Die voraussichtliche Rechtswidrigkeit des streitgegenständlichen Bescheids ergibt sich daraus, dass die Voraussetzungen des § 32 AsylG nicht vorgelegen haben dürften. Demnach ist zwar im Falle des Verzichts gemäß § 14 a Abs. 3 AsylG wegen § 14 a Abs. 3 Satz 1, § 12 Abs. 3 AsylG vorbehaltlich einer abweichenden Entscheidung des Familiengerichts jeder Elternteil zur Vertretung eines minderjährigen Kindes befugt. Danach hätte die Mutter des Antragstellers rechtswirksam eine Verzichtserklärung nach § 14 a Abs. 3 AsylG abgeben können. Dies gilt jedoch ausweislich § 12 Abs. 3 AsylG letzter Halbsatz nur dann, wenn sich der andere Elternteil nicht im Bundesgebiet aufhält oder sein Aufenthaltsort im Bundesgebiet unbekannt ist.

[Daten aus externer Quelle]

//! Many-to-one ring buffer carrying client commands to the driver.
//!
//! Producers claim space with a CAS on the tail position, write the record
//! body, then publish by release-storing the record length; a zero length
//! is an uncommitted claim and stops the consumer, exactly like the term
//! claim protocol. The single consumer zeroes space as it commits the head
//! so producers always wrap into clean memory.
//!
//! Record layout (8-byte aligned):
//!
//! ```text
//!  0: length  (i32; 0 = uncommitted, negative = padding of |length| bytes)
//!  4: msg type (i32; positive application types)
//!  8: payload
//! ```
//!
//! A trailer after the data region holds the tail, a producer-side cached
//! head, the head, a correlation-id counter and the consumer heartbeat,
//! each on its own cache line.

use crate::concurrent::atomic_buffer::AtomicBuffer;
use crate::error::{HermesError, HermesResult};
use crate::util::{align, CACHE_LINE_LENGTH};

/// Record header length (length + type).
pub const RECORD_HEADER_LENGTH: usize = 8;

/// Record alignment.
pub const RECORD_ALIGNMENT: usize = 8;

/// Message type used for padding records.
pub const PADDING_MSG_TYPE: i32 = -1;

/// Trailer size appended to the data region.
pub const TRAILER_LENGTH: usize = CACHE_LINE_LENGTH * 5;

const TAIL_POSITION_OFFSET: usize = 0;
const HEAD_CACHE_POSITION_OFFSET: usize = CACHE_LINE_LENGTH;
const HEAD_POSITION_OFFSET: usize = CACHE_LINE_LENGTH * 2;
const CORRELATION_COUNTER_OFFSET: usize = CACHE_LINE_LENGTH * 3;
const CONSUMER_HEARTBEAT_OFFSET: usize = CACHE_LINE_LENGTH * 4;

const TYPE_OFFSET: usize = 4;

/// Multi-producer, single-consumer ring over shared memory.
#[derive(Debug, Clone, Copy)]
pub struct RingBuffer {
    buffer: AtomicBuffer,
    capacity: usize,
    max_msg_length: usize,
}

impl RingBuffer {
    /// Wrap a region of `data capacity + TRAILER_LENGTH` bytes. The data
    /// capacity must be a power of two.
    pub fn new(buffer: AtomicBuffer) -> HermesResult<Self> {
        if buffer.capacity() <= TRAILER_LENGTH {
            return Err(HermesError::invalid_input(format!(
                "ring buffer region too small: {}",
                buffer.capacity()
            )));
        }
        let capacity = buffer.capacity() - TRAILER_LENGTH;
        if !capacity.is_power_of_two() {
            return Err(HermesError::invalid_input(format!(
                "ring buffer capacity not a power of 2: {}",
                capacity
            )));
        }
        Ok(Self {
            buffer,
            capacity,
            max_msg_length: capacity / 8,
        })
    }

    #[inline]
    pub fn capacity(&self) -> usize {
        self.capacity
    }

    #[inline]
    pub fn max_msg_length(&self) -> usize {
        self.max_msg_length
    }

    /// Write one message. Fails with `Memory` when the ring is full
    /// (callers treat this as back-pressure and retry).
    pub fn write(&self, msg_type: i32, payload: &[u8]) -> HermesResult<()> {
        if msg_type < 1 {
            return Err(HermesError::invalid_input(format!(
                "message type must be positive: {}",
                msg_type
            )));
        }
        if payload.len() > self.max_msg_length {
            return Err(HermesError::invalid_input(format!(
                "message length {} exceeds max {}",
                payload.len(),
                self.max_msg_length
            )));
        }

        let record_length = payload.len() + RECORD_HEADER_LENGTH;
        let required = align(record_length, RECORD_ALIGNMENT);
        let record_index = self.claim_capacity(required)?;

        self.buffer.put_i32(record_index + TYPE_OFFSET, msg_type);
        self.buffer
            .put_bytes(record_index + RECORD_HEADER_LENGTH, payload);
        // Publish: a reader that observes the length sees the whole record.
        self.buffer
            .put_i32_ordered(record_index, record_length as i32);
        Ok(())
    }

    /// Read up to `message_limit` committed records, invoking
    /// `handler(msg_type, buffer, payload_offset, payload_length)`.
    ///
    /// Single consumer only. Consumed space is zeroed before the head is
    /// published so producers always claim clean memory.
    pub fn read<F>(&self, mut handler: F, message_limit: usize) -> usize
    where
        F: FnMut(i32, &AtomicBuffer, usize, usize),
    {
        let head = self.buffer.get_i64(self.head_offset());
        let head_index = (head & self.mask()) as usize;
        let contiguous = self.capacity - head_index;

        let mut bytes_read = 0usize;
        let mut messages = 0usize;

        while bytes_read < contiguous && messages < message_limit {
            let record_index = head_index + bytes_read;
            let length = self.buffer.get_i32_volatile(record_index);
            if length == 0 {
                break;
            }

            bytes_read += align(length.unsigned_abs() as usize, RECORD_ALIGNMENT);

            if length < 0 {
                // Padding from a wrap or an unblock; skip.
                continue;
            }

            let msg_type = self.buffer.get_i32(record_index + TYPE_OFFSET);
            handler(
                msg_type,
                &self.buffer,
                record_index + RECORD_HEADER_LENGTH,
                length as usize - RECORD_HEADER_LENGTH,
            );
            messages += 1;
        }

        if bytes_read > 0 {
            self.buffer.set_memory(head_index, bytes_read, 0);
            self.buffer
                .put_i64_ordered(self.head_offset(), head + bytes_read as i64);
        }

        messages
    }

    /// Recover from a producer that claimed space and never committed.
    ///
    /// If the record at the head is still uncommitted, pad up to the next
    /// committed record (or the producer position / buffer end) so the
    /// consumer can advance. Returns whether anything was unblocked.
    pub fn unblock(&self) -> bool {
        let mask = self.mask();
        let head = self.buffer.get_i64_volatile(self.head_offset());
        let tail = self.buffer.get_i64_volatile(self.tail_offset());
        if tail == head {
            return false;
        }

        let consumer_index = (head & mask) as usize;
        let producer_index = (tail & mask) as usize;
        if self.buffer.get_i32_volatile(consumer_index) != 0 {
            return false;
        }

        let limit = if producer_index > consumer_index {
            producer_index
        } else {
            self.capacity
        };

        let mut scan = consumer_index + RECORD_ALIGNMENT;
        while scan < limit && self.buffer.get_i32_volatile(scan) == 0 {
            scan += RECORD_ALIGNMENT;
        }

        // Confirm nothing committed behind the scan point in the meantime.
        let mut check = scan - RECORD_ALIGNMENT;
        while check > consumer_index {
            if self.buffer.get_i32_volatile(check) != 0 {
                return false;
            }
            check -= RECORD_ALIGNMENT;
        }

        let gap = scan - consumer_index;
        self.buffer
            .put_i32(consumer_index + TYPE_OFFSET, PADDING_MSG_TYPE);
        self.buffer
            .put_i32_ordered(consumer_index, -(gap as i32));
        true
    }

    /// Next unique correlation id for a command.
    #[inline]
    pub fn next_correlation_id(&self) -> i64 {
        self.buffer
            .get_and_add_i64(self.capacity + CORRELATION_COUNTER_OFFSET, 1)
    }

    #[inline]
    pub fn consumer_heartbeat_time(&self) -> i64 {
        self.buffer
            .get_i64_volatile(self.capacity + CONSUMER_HEARTBEAT_OFFSET)
    }

    #[inline]
    pub fn set_consumer_heartbeat_time(&self, now_ms: i64) {
        self.buffer
            .put_i64_ordered(self.capacity + CONSUMER_HEARTBEAT_OFFSET, now_ms)
    }

    #[inline]
    pub fn producer_position(&self) -> i64 {
        self.buffer.get_i64_volatile(self.tail_offset())
    }

    #[inline]
    pub fn consumer_position(&self) -> i64 {
        self.buffer.get_i64_volatile(self.head_offset())
    }

    #[inline]
    fn mask(&self) -> i64 {
        (self.capacity - 1) as i64
    }

    #[inline]
    fn tail_offset(&self) -> usize {
        self.capacity + TAIL_POSITION_OFFSET
    }

    #[inline]
    fn head_cache_offset(&self) -> usize {
        self.capacity + HEAD_CACHE_POSITION_OFFSET
    }

    #[inline]
    fn head_offset(&self) -> usize {
        self.capacity + HEAD_POSITION_OFFSET
    }

    /// Claim `required` bytes, returning the record index.
    ///
    /// Lazy head caching: producers re-read the consumer's head only when
    /// the cached value says the ring looks full, avoiding a cross-core
    /// cache line bounce on every claim.
    fn claim_capacity(&self, required: usize) -> HermesResult<usize> {
        let mask = self.mask();
        let capacity = self.capacity as i64;
        let mut head = self.buffer.get_i64_volatile(self.head_cache_offset());

        loop {
            let tail = self.buffer.get_i64_volatile(self.tail_offset());

            if required as i64 > capacity - (tail - head) {
                head = self.buffer.get_i64_volatile(self.head_offset());
                if required as i64 > capacity - (tail - head) {
                    return Err(HermesError::memory("command ring full".to_string()));
                }
                self.buffer.put_i64_ordered(self.head_cache_offset(), head);
            }

            let tail_index = (tail & mask) as usize;
            let to_buffer_end = self.capacity - tail_index;
            let mut padding = 0usize;

            if required > to_buffer_end {
                // The record must wrap; the front of the buffer up to the
                // head index has to be free.
                let mut head_index = (head & mask) as usize;
                if required > head_index {
                    head = self.buffer.get_i64_volatile(self.head_offset());
                    head_index = (head & mask) as usize;
                    if required > head_index {
                        return Err(HermesError::memory("command ring full".to_string()));
                    }
                    self.buffer.put_i64_ordered(self.head_cache_offset(), head);
                }
                padding = to_buffer_end;
            }

            if self.buffer.compare_and_set_i64(
                self.tail_offset(),
                tail,
                tail + (required + padding) as i64,
            ) {
                if padding != 0 {
                    self.buffer
                        .put_i32(tail_index + TYPE_OFFSET, PADDING_MSG_TYPE);
                    self.buffer
                        .put_i32_ordered(tail_index, -(padding as i32));
                    return Ok(0);
                }
                return Ok(tail_index);
            }
        }
    }
}
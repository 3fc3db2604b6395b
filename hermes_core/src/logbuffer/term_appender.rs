//! Producer side of a term partition: the claim/commit protocol.
//!
//! To claim space the appender moves the partition's packed tail. Shared
//! sessions (several producer clients on one session) move it with a CAS
//! so concurrent claims serialise; an exclusive session is the only
//! writer and may use a plain fetch-add. A claim that would cross the end
//! of the term instead claims the remainder, writes a padding frame over
//! it and reports `Tripped` so the caller rotates the log and retries in
//! the next partition.
//!
//! A claimed frame is invisible until its length is release-stored; the
//! body and all other header fields are written first.

use crate::concurrent::atomic_buffer::AtomicBuffer;
use crate::logbuffer::buffer_claim::BufferClaim;
use crate::logbuffer::descriptor;
use crate::logbuffer::frame_descriptor::{
    self, frame_aligned_length, BEGIN_FRAG_FLAG, END_FRAG_FLAG, HEADER_LENGTH, UNFRAGMENTED,
};

/// Result of an append or claim on one partition.
#[derive(Debug)]
pub enum AppendOutcome {
    /// Frame(s) committed; `resulting_offset` is the tail just past them.
    Appended { term_id: i32, resulting_offset: i32 },
    /// The term was exhausted and padded out; rotate the log and retry.
    Tripped { term_id: i32 },
}

/// Result of a zero-copy claim on one partition.
#[derive(Debug)]
pub enum ClaimOutcome {
    Claimed {
        term_id: i32,
        resulting_offset: i32,
        claim: BufferClaim,
    },
    Tripped {
        term_id: i32,
    },
}

/// Appender over one term partition of a log.
#[derive(Debug, Clone, Copy)]
pub struct TermAppender {
    term_buffer: AtomicBuffer,
    meta: AtomicBuffer,
    partition_index: usize,
}

struct Slot {
    term_id: i32,
    term_offset: i32,
}

enum SlotOutcome {
    Claimed(Slot),
    Tripped { term_id: i32 },
}
//! End-to-end IPC scenarios: real conductor, real mapped logs, client
//! engines offering and polling against them.

mod common;

use std::path::Path;

use common::{
    available_image, publication_ready, small_config, Response, TestDriver,
};
use hermes_core::logbuffer::{descriptor, frame_descriptor};
use hermes_core::memory::LogBuffers;
use hermes_core::publication::OfferError;
use hermes_driver::{SystemCounterDescriptor, TetherState};

/// Simple IPC round trip: three messages arrive in order and the
/// subscriber position lands exactly past the third frame.
#[test]
fn s1_simple_ipc_round_trip() {
    let mut driver = TestDriver::launch(small_config());

    driver.add_publication(10, false);
    driver.add_subscription(10, true);
    let responses = driver.responses();
    let publication = driver.map_publication(publication_ready(&responses));
    let mut image = driver.map_image(available_image(&responses));

    driver.duty_cycle(); // publish the first publisher limit

    let messages: Vec<Vec<u8>> = (0..3u8).map(|i| vec![i; 96]).collect();
    for msg in &messages {
        publication.offer(msg).unwrap();
    }

    let mut received = Vec::new();
    let fragments = image.poll(
        &mut |body: &[u8], _header: &hermes_core::Header| received.push(body.to_vec()),
        10,
    );

    assert_eq!(fragments, 3);
    assert_eq!(received, messages);
    // 3 x (96 + 32 header) = 3 x 128 aligned bytes.
    assert_eq!(image.position(), 384);
}

/// Back pressure: with a 4096-byte window and a subscriber that never
/// polls, the producer is stopped exactly at the window.
#[test]
fn s2_back_pressure_at_window() {
    let mut config = small_config();
    config.ipc_publication_term_window_length = Some(4096);
    let mut driver = TestDriver::launch(config);

    driver.add_publication(10, false);
    driver.add_subscription(10, true);
    let responses = driver.responses();
    let ready = publication_ready(&responses);
    let log_path = ready.log_file.as_str().to_string();
    let publication = driver.map_publication(ready);

    driver.duty_cycle();

    let msg = vec![0u8; 96]; // 128 aligned bytes per frame
    let mut accepted = 0;
    loop {
        match publication.offer(&msg) {
            Ok(_) => accepted += 1,
            Err(OfferError::BackPressured) => break,
            Err(other) => panic!("unexpected offer outcome: {:?}", other),
        }
        assert!(accepted <= 32, "offer should be stopped at the window");
        driver.duty_cycle();
    }

    assert_eq!(accepted, 32);
    assert_eq!(publication.publisher_limit(), 4096);
    assert_eq!(publication.position(), 4096);

    // No frame beyond the window.
    let log = LogBuffers::map_existing(Path::new(&log_path)).unwrap();
    let active_term = log.term_buffer(0);
    assert_eq!(
        frame_descriptor::frame_length_volatile(&active_term, 4096),
        0
    );
}

/// Partition rotation: the active term count advances as the producer
/// crosses term boundaries, and each completed term ends in padding when
/// a claim would cross the boundary.
#[test]
fn s3_partition_rotation() {
    let mut driver = TestDriver::launch(small_config());

    driver.add_publication(7, false);
    driver.add_subscription(7, true);
    let responses = driver.responses();
    let ready = publication_ready(&responses);
    let registration_id = ready.registration_id;
    let publication = driver.map_publication(ready);
    let mut image = driver.map_image(available_image(&responses));

    driver.duty_cycle();

    let (meta, log) = {
        let record = driver.conductor.find_publication(registration_id).unwrap();
        (record.log_buffers().meta_buffer(), record.log_buffers().clone())
    };
    assert_eq!(descriptor::active_term_count(&meta), 0);

    let term_length = 64 * 1024i64;
    let msg = vec![5u8; 1024]; // 1056 aligned bytes per frame, 62 per term
    let frames_per_term = 62i64;
    let padding_offset = (frames_per_term * 1056) as usize; // 65472

    // Drive the producer across a term boundary while parking the
    // consumer just short of the term's tail padding, so incremental
    // cleaning (which follows the consumer) cannot zero it before the
    // assertion.
    let mut cross_one_term = |park_position: i64, expected_term_count: i32| {
        while descriptor::active_term_count(&meta) < expected_term_count {
            match publication.offer(&msg) {
                Ok(_) | Err(OfferError::AdminAction) | Err(OfferError::BackPressured) => {}
                Err(other) => panic!("unexpected offer outcome: {:?}", other),
            }
            while image.position() < park_position
                && image.poll(&mut |_: &[u8], _: &hermes_core::Header| {}, 1) > 0
            {}
            driver.duty_cycle();
        }
    };

    cross_one_term(frames_per_term * 1056, 1);
    assert_eq!(descriptor::active_term_count(&meta), 1);
    let term0 = log.term_buffer(0);
    assert_eq!(
        frame_descriptor::frame_length_volatile(&term0, padding_offset),
        -64,
        "term 0 should end in a padding frame"
    );
    assert_eq!(
        frame_descriptor::frame_type(&term0, padding_offset),
        frame_descriptor::HDR_TYPE_PAD
    );

    cross_one_term(term_length + frames_per_term * 1056, 2);
    assert_eq!(descriptor::active_term_count(&meta), 2);
    let term1 = log.term_buffer(1);
    assert_eq!(
        frame_descriptor::frame_length_volatile(&term1, padding_offset),
        -64,
        "term 1 should end in a padding frame"
    );
}

/// Unblock: a producer that claims and never commits blocks the stream;
/// after the unblock timeout the conductor pads the dead claim and the
/// consumer advances.
#[test]
fn s4_unblock_dead_claim() {
    let config = small_config();
    let unblock_timeout_ns = config.publication_unblock_timeout_ns;
    let mut driver = TestDriver::launch(config);

    driver.add_publication(3, false); // shared session: unblock applies
    driver.add_subscription(3, true);
    let responses = driver.responses();
    let publication = driver.map_publication(publication_ready(&responses));
    let mut image = driver.map_image(available_image(&responses));

    driver.duty_cycle();

    publication.offer(&[1u8; 96]).unwrap();
    assert_eq!(
        image.poll(&mut |_: &[u8], _: &hermes_core::Header| {}, 10),
        1
    );
    driver.duty_cycle();

    // Producer claims 96 bytes and "crashes" before committing.
    let (_, claim) = publication.try_claim(96).unwrap();
    std::mem::forget(claim);

    // A second producer commits a frame past the dead claim.
    publication.offer(&[2u8; 96]).unwrap();

    // The consumer is stuck at the uncommitted frame.
    assert_eq!(
        image.poll(&mut |_: &[u8], _: &hermes_core::Header| {}, 10),
        0
    );
    assert_eq!(image.position(), 128);

    // First sweep records the stalled consumer position; the second,
    // past the timeout, unblocks.
    driver.timer_sweep(2_000_000_000);
    driver.timer_sweep(unblock_timeout_ns + 2_000_000_000);

    assert_eq!(
        driver
            .conductor
            .system_counters()
            .value(SystemCounterDescriptor::UnblockedPublications),
        1
    );

    let mut received = Vec::new();
    image.poll(
        &mut |body: &[u8], _: &hermes_core::Header| received.push(body[0]),
        10,
    );
    assert_eq!(received, vec![2], "the frame after the padding arrives");
    assert_eq!(image.position(), 384);
}

/// Untethered eviction and re-admission: a lagging untethered subscriber
/// is notified unavailable, rested out of flow control, then re-admitted
/// at the current consumer position.
#[test]
fn s5_untethered_eviction_and_readmission() {
    let config = small_config();
    let window_timeout_ns = config.untethered_window_limit_timeout_ns;
    let resting_timeout_ns = config.untethered_resting_timeout_ns;
    let mut driver = TestDriver::launch(config);

    driver.add_publication(21, false);
    driver.add_subscription(21, true);
    let tethered_responses = driver.responses();
    let untethered_registration = driver.add_subscription(21, false);
    let untethered_responses = driver.responses();

    let ready = publication_ready(&tethered_responses);
    let registration_id = ready.registration_id;
    let publication = driver.map_publication(ready);
    let mut tethered = driver.map_image(available_image(&tethered_responses));
    let untethered_image = available_image(&untethered_responses);
    let untethered_counter_id = untethered_image.subscriber_position_counter_id;

    driver.duty_cycle();

    // Fill the window (half the 64 KiB term) while only the tethered
    // subscriber keeps up.
    let msg = vec![9u8; 96];
    let mut offered = 0i64;
    loop {
        match publication.offer(&msg) {
            Ok(_) => offered += 128,
            Err(OfferError::BackPressured) => break,
            Err(other) => panic!("unexpected offer outcome: {:?}", other),
        }
        while tethered.poll(&mut |_: &[u8], _: &hermes_core::Header| {}, 16) > 0 {}
        driver.duty_cycle();
    }
    assert_eq!(offered, 32 * 1024);
    while tethered.poll(&mut |_: &[u8], _: &hermes_core::Header| {}, 16) > 0 {}
    driver.duty_cycle();

    let tether_state = |driver: &TestDriver| {
        driver
            .conductor
            .find_publication(registration_id)
            .unwrap()
            .subscribers()
            .iter()
            .find(|s| s.counter_id() == untethered_counter_id)
            .map(|s| s.tether_state())
    };

    // Lagging past the window limit for a full timeout: unavailable.
    driver.timer_sweep(window_timeout_ns + 1_000_000_000);
    let responses = driver.responses();
    assert!(responses.iter().any(|r| matches!(
        r,
        Response::UnavailableImage(msg) if msg.subscription_registration_id == untethered_registration
    )));
    assert_eq!(tether_state(&driver), Some(TetherState::Linger));

    // Another timeout: resting, excluded from flow control.
    driver.timer_sweep(window_timeout_ns + 1_000_000_000);
    assert_eq!(tether_state(&driver), Some(TetherState::Resting));

    // After the resting timeout: re-admitted at the consumer position.
    driver.timer_sweep(resting_timeout_ns + 1_000_000_000);
    let responses = driver.responses();
    let image = responses
        .iter()
        .find_map(|r| match r {
            Response::AvailableImage(image)
                if image.subscription_registration_id == untethered_registration =>
            {
                Some(image)
            }
            _ => None,
        })
        .expect("re-admission should announce a fresh image");
    assert_eq!(image.subscriber_position_counter_id, untethered_counter_id);
    assert_eq!(tether_state(&driver), Some(TetherState::Active));
    assert_eq!(
        driver.counters_reader().counter_value(untethered_counter_id),
        32 * 1024,
        "re-admitted position snaps to the consumer position"
    );
}

/// Lifecycle: decref to zero captures end-of-stream, a drained
/// publication lingers, then everything is freed.
#[test]
fn s6_publication_lifecycle() {
    let config = small_config();
    let linger_ns = config.publication_linger_timeout_ns;
    let mut driver = TestDriver::launch(config);

    let pub_correlation = driver.add_publication(5, false);
    driver.add_subscription(5, true);
    let responses = driver.responses();
    let ready = publication_ready(&responses);
    let registration_id = ready.registration_id;
    let log_path = ready.log_file.as_str().to_string();
    let pub_lmt_counter_id = ready.publisher_limit_counter_id;
    let publication = driver.map_publication(ready);
    let mut image = driver.map_image(available_image(&responses));

    driver.duty_cycle();

    for i in 0..5u8 {
        publication.offer(&[i; 96]).unwrap();
    }

    // Last reference released: INACTIVE, end of stream captured.
    driver.remove_registration(
        hermes_core::command::msg_type::REMOVE_PUBLICATION,
        pub_correlation,
    );
    let record = driver.conductor.find_publication(registration_id).unwrap();
    assert_eq!(record.state(), hermes_driver::PublicationState::Inactive);
    assert!(!image.is_end_of_stream());

    // Drain.
    assert_eq!(
        image.poll(&mut |_: &[u8], _: &hermes_core::Header| {}, 16),
        5
    );
    assert_eq!(image.position(), 5 * 128);
    assert!(image.is_end_of_stream());

    // Drained: LINGER plus unavailable-image to the linked subscriber.
    driver.timer_sweep(2_000_000_000);
    let responses = driver.responses();
    assert!(responses
        .iter()
        .any(|r| matches!(r, Response::UnavailableImage(_))));
    assert_eq!(
        driver
            .conductor
            .find_publication(registration_id)
            .unwrap()
            .state(),
        hermes_driver::PublicationState::Linger
    );

    // After the linger timeout the publication is gone: log unmapped and
    // unlinked, counters freed.
    driver.timer_sweep(linger_ns + 2_000_000_000);
    assert!(driver.conductor.find_publication(registration_id).is_none());
    assert_eq!(driver.conductor.publication_count(), 0);
    assert!(
        !Path::new(&log_path).exists(),
        "the driver unlinks the log file"
    );
    assert_eq!(driver.counters_reader().label(pub_lmt_counter_id), None);
}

Da eine gemeinsame Sorgerechtserklärung gemäß § 1626 a BGB auf einen Zeitpunkt vor dieser Verzichtserklärung vorgelegt wurde, ist nach einer summarischen Prüfung davon auszugehen, dass diese Erklärung aber unwirksam ist. Demnach hätte sie auch vom Vater des Antragstellers unterschrieben werden müssen. Die dem Gericht vorgelegten Unterlagen lassen die Vermutung zu, dass der Vater des Antragstellers sich zumindest im Juni 2015 in … (…–Straße 1, PLZ …) aufgehalten haben muss. Demnach hätte die Mutter allein nicht den Asylantrag des Kindes schriftlich zurücknehmen können (vgl. VG Ansbach, U.v. 25.10.1996 – AN 12 K 96.35581 –juris).
Da es sich beim Eilverfahren um eine summarische Prüfung handelt, muss eine endgültige Klärung dem Hauptsacheverfahren vorbehalten bleiben. Nach allem überwiegt nach Auffassung des Gerichts jedoch derzeit das Interesse des Antragstellers, da ein Aufenthalt seines Vaters zum Zeitpunkt seines Asylverfahrens im Bundesgebiet nicht auszuschließen ist.
Die Kostenentscheidung folgt aus § 154 Abs. 1 VwGO.
Dieser Beschluss ist unanfechtbar (§ 80 AsylG).